Abstracts

Rationale:
Excessive activity of granule cells (GCs) in the dentate gyrus is associated with pathophysiological states such as temporal lobe epilepsy (TLE). In fact, the “dentate gate” theory of TLE proposes that seizures occur when the normally sparse response of GCs to afferent activity from the entorhinal cortex is disrupted.  This gating control is provided by both a heterogeneous network of interneurons that provides strong GABAergic inhibition and the low intrinsic excitability of GCs. We recently showed that GABAB receptors coupled to G-protein-coupled inwardly rectifying potassium channels (GABAB/GIRKs) contribute to both intrinsic excitability and synaptic inhibition, and that neural nitric oxide synthase (nNOS)-expressing interneurons are the primary source of GABAB/GIRK inhibition (Gonzalez et al., 2018). As GABAB receptor alterations are implicated with human epilepsy and animal models of TLE, and the GIRK1 subunit containing activator ML297 can suppress seizure activity, here we address how synaptic (phasic) and constitutive (tonic) GIRK-mediated inhibition regulates dentate GC excitability and dendritic integration.
Method:
We performed experiments in slices from adult wildtype and transgenic mice to show how GABAB/GIRKs regulate synaptic integration at physiological stimulation frequencies. We made whole-cell recordings from GCs and interneurons to measure EPSPs and spike probability using single and train stimulation of the perforant path. We also used channelrhodopsin-2 (ChR2) targeted to parvalbumin (PV) and neuronal nitric oxide synthetase (nNOS) expressing interneurons to assess their contribution to GC inhibition.
Results:
We found that tonic GABAB/GIRK activity reduces GC excitability, decreasing the spike probability at all frequencies studied.
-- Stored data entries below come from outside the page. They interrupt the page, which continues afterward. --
//! Test IR validation.
//!
//! Walks every statement and expression of a function and collects each API
//! reference problem. Nothing is fixed up and nothing short-circuits.

use std::collections::HashSet;

use serde::Serialize;
use thiserror::Error;

use super::document::{Document, Endpoint, HttpMethod};
use super::ir::{ArrowFunction, Block, Expression, Function, Statement};

/// One problem in a test function, addressed by its IR path.
#[derive(Error, Debug, Clone, PartialEq, Eq, Serialize)]
#[error("{path}: {message}")]
pub struct TestError {
    pub path: String,
    pub message: String,
}

/// Check every API reference in `function`.
///
/// `endpoints` restricts which operations may be called; an empty slice
/// allows every operation in the document. Returns `None` when clean.
pub fn validate_test_function(
    function: &Function,
    document: &Document,
    endpoints: &[Endpoint],
) -> Option<Vec<TestError>> {
    let mut walker = Walker {
        known: document.operations.iter().map(|o| o.endpoint()).collect(),
        allowed: endpoints,
        errors: Vec::new(),
    };
    walker.statements(&function.statements, "$input.function.statements");

    tracing::debug!(
        statements = function.statements.len(),
        errors = walker.errors.len(),
        "validated test function"
    );
    if walker.errors.is_empty() {
        None
    } else {
        Some(walker.errors)
    }
}

struct Walker<'a> {
    known: HashSet<Endpoint>,
    allowed: &'a [Endpoint],
    errors: Vec<TestError>,
}

impl Walker<'_> {
    fn report(&mut self, path: String, message: String) {
        self.errors.push(TestError { path, message });
    }

    fn statements(&mut self, statements: &[Statement], path: &str) {
        for (i, statement) in statements.iter().enumerate() {
            self.statement(statement, &format!("{}[{}]", path, i));
        }
    }

    fn block(&mut self, block: &Block, path: &str) {
        self.statements(&block.statements, &format!("{}.statements", path));
    }

    fn arrow(&mut self, function: &ArrowFunction, path: &str) {
        self.block(&function.body, &format!("{}.body", path));
    }

    fn statement(&mut self, statement: &Statement, path: &str) {
        match statement {
            Statement::Block(block) => self.block(block, path),
            Statement::ExpressionStatement { expression }
            | Statement::ThrowStatement { expression } => {
                self.expression(expression, &format!("{}.expression", path))
            }
            Statement::VariableDeclaration { initializer, .. } => {
                if let Some(initializer) = initializer {
                    self.expression(initializer, &format!("{}.initializer", path));
                }
            }
            Statement::IfStatement {
                condition,
                then_statement,
                else_statement,
            } => {
                self.expression(condition, &format!("{}.condition", path));
                self.block(then_statement, &format!("{}.thenStatement", path));
                if let Some(else_statement) = else_statement {
                    self.statement(else_statement, &format!("{}.elseStatement", path));
                }
            }
            Statement::ReturnStatement { expression } => {
                if let Some(expression) = expression {
                    self.expression(expression, &format!("{}.expression", path));
                }
            }
            Statement::ApiOperateStatement {
                endpoint, argument, ..
            } => self.api_reference(endpoint, argument.as_ref(), path),
        }
    }

    fn expression(&mut self, expression: &Expression, path: &str) {
        let child = |field: &str| format!("{}.{}", path, field);
        match expression {
            Expression::BooleanLiteral { .. }
            | Expression::NumericLiteral { .. }
            | Expression::StringLiteral { .. }
            | Expression::NullLiteral
            | Expression::UndefinedKeyword
            | Expression::Identifier { .. }
            | Expression::BooleanRandom
            | Expression::IntegerRandom { .. }
            | Expression::NumberRandom { .. }
            | Expression::StringRandom { .. }
            | Expression::PatternRandom { .. }
            | Expression::FormatRandom { .. }
            | Expression::KeywordRandom { .. } => {}

            Expression::ArrayLiteralExpression { elements } => {
                for (i, element) in elements.iter().enumerate() {
                    self.expression(element, &format!("{}.elements[{}]", path, i));
                }
            }
            Expression::ObjectLiteralExpression { properties } => {
                for (i, property) in properties.iter().enumerate() {
                    self.expression(&property.value, &format!("{}.properties[{}].value", path, i));
                }
            }
            Expression::PropertyAccessExpression { expression, .. } => {
                self.expression(expression, &child("expression"))
            }
            Expression::ElementAccessExpression {
                expression,
                argument_expression,
                ..
            } => {
                self.expression(expression, &child("expression"));
                self.expression(argument_expression, &child("argumentExpression"));
            }
            Expression::ApiCallExpression { endpoint, argument } => {
                self.api_reference(endpoint, argument.as_deref(), path)
            }
            Expression::CallExpression {
                expression,
                arguments,
            }
            | Expression::NewExpression {
                expression,
                arguments,
            } => {
                self.expression(expression, &child("expression"));
                for (i, argument) in arguments.iter().enumerate() {
                    self.expression(argument, &format!("{}.arguments[{}]", path, i));
                }
            }
            Expression::ConditionalExpression {
                condition,
                when_true,
                when_false,
            } => {
                self.expression(condition, &child("condition"));
                self.expression(when_true, &child("whenTrue"));
                self.expression(when_false, &child("whenFalse"));
            }
            Expression::BinaryExpression { left, right, .. } => {
                self.expression(left, &child("left"));
                self.expression(right, &child("right"));
            }
            Expression::PrefixUnaryExpression { operand, .. }
            | Expression::PostfixUnaryExpression { operand, .. } => {
                self.expression(operand, &child("operand"))
            }
            Expression::ArrowFunction(function) => self.arrow(function, path),
            Expression::ArrayMapExpression { array, function }
            | Expression::ArrayFilterExpression { array, function }
            | Expression::ArrayForEachExpression { array, function } => {
                self.expression(array, &child("array"));
                self.arrow(function, &child("function"));
            }
            Expression::ArrayRepeatExpression { count, function } => {
                self.expression(count, &child("count"));
                self.arrow(function, &child("function"));
            }
            Expression::PickRandom { expression } | Expression::SampleRandom { expression, .. } => {
                self.expression(expression, &child("expression"))
            }
            Expression::EqualPredicate { x, y, .. } | Expression::NotEqualPredicate { x, y, .. } => {
                self.expression(x, &child("x"));
                self.expression(y, &child("y"));
            }
            Expression::ConditionalPredicate { expression, .. } => {
                self.expression(expression, &child("expression"))
            }
            Expression::ErrorPredicate { function, .. } => self.arrow(function, &child("function")),
        }
    }

    fn api_reference(&mut self, endpoint: &Endpoint, argument: Option<&Expression>, path: &str) {
        if !self.known.contains(endpoint) {
            self.report(
                format!("{}.endpoint", path),
                format!("Endpoint \"{}\" does not exist in the API document.", endpoint),
            );
        }
        if !self.allowed.is_empty() && !self.allowed.contains(endpoint) {
            let allowed: Vec<String> = self.allowed.iter().map(|e| e.to_string()).collect();
            self.report(
                format!("{}.endpoint", path),
                format!(
                    "Endpoint \"{}\" is not allowed in this scenario. Allowed endpoints: {}",
                    endpoint,
                    allowed.join(", ")
                ),
            );
        }
        let Some(argument) = argument else {
            return;
        };
        self.expression(argument, &format!("{}.argument", path));
        if endpoint.method != HttpMethod::Get {
            return;
        }
        if let Expression::ObjectLiteralExpression { properties } = argument {
            if let Some(i) = properties.iter().position(|p| p.name == "body") {
                self.report(
                    format!("{}.argument.properties[{}]", path, i),
                    format!(
                        "GET operation \"{}\" does not take a request body. Remove the \"body\" property.",
                        endpoint
                    ),
                );
            }
        }
    }
}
In addition, we observed that phasic GABAB/GIRK activation provides long-lasting control (around 350 ms) of GC excitability during gamma frequency trains. Studying how nNOS interneurons are recruited by the perforant path, we found that during gamma frequency stimulation these slow-spiking interneurons are synchronized to provide this long-lasting and robust inhibition compared to fast spiking PV interneurons. We mimicked nNOS interneuron recruitment during gamma frequency stimulation using ChR2 to show that GABAB/GIRK activation provides hyperpolarization and a shunting conductance that reduces EPSP summation.
Conclusion:
These results suggest that tonic and phasic GABAB/GIRK channel activity constitute a strong mechanism to maintain sparse GC spiking. nNOS interneurons display frequency-dependent spike profiles that follow entorhinal rhythm activity to provide strong and long-lasting control of GC burst-firing. Enhancing GABAB/GIRK signaling in dentate gyrus could be an effective strategy to control seizure activity.
Funding:
:AES Postdoctoral Research Fellowship (JCG) NIH NS105438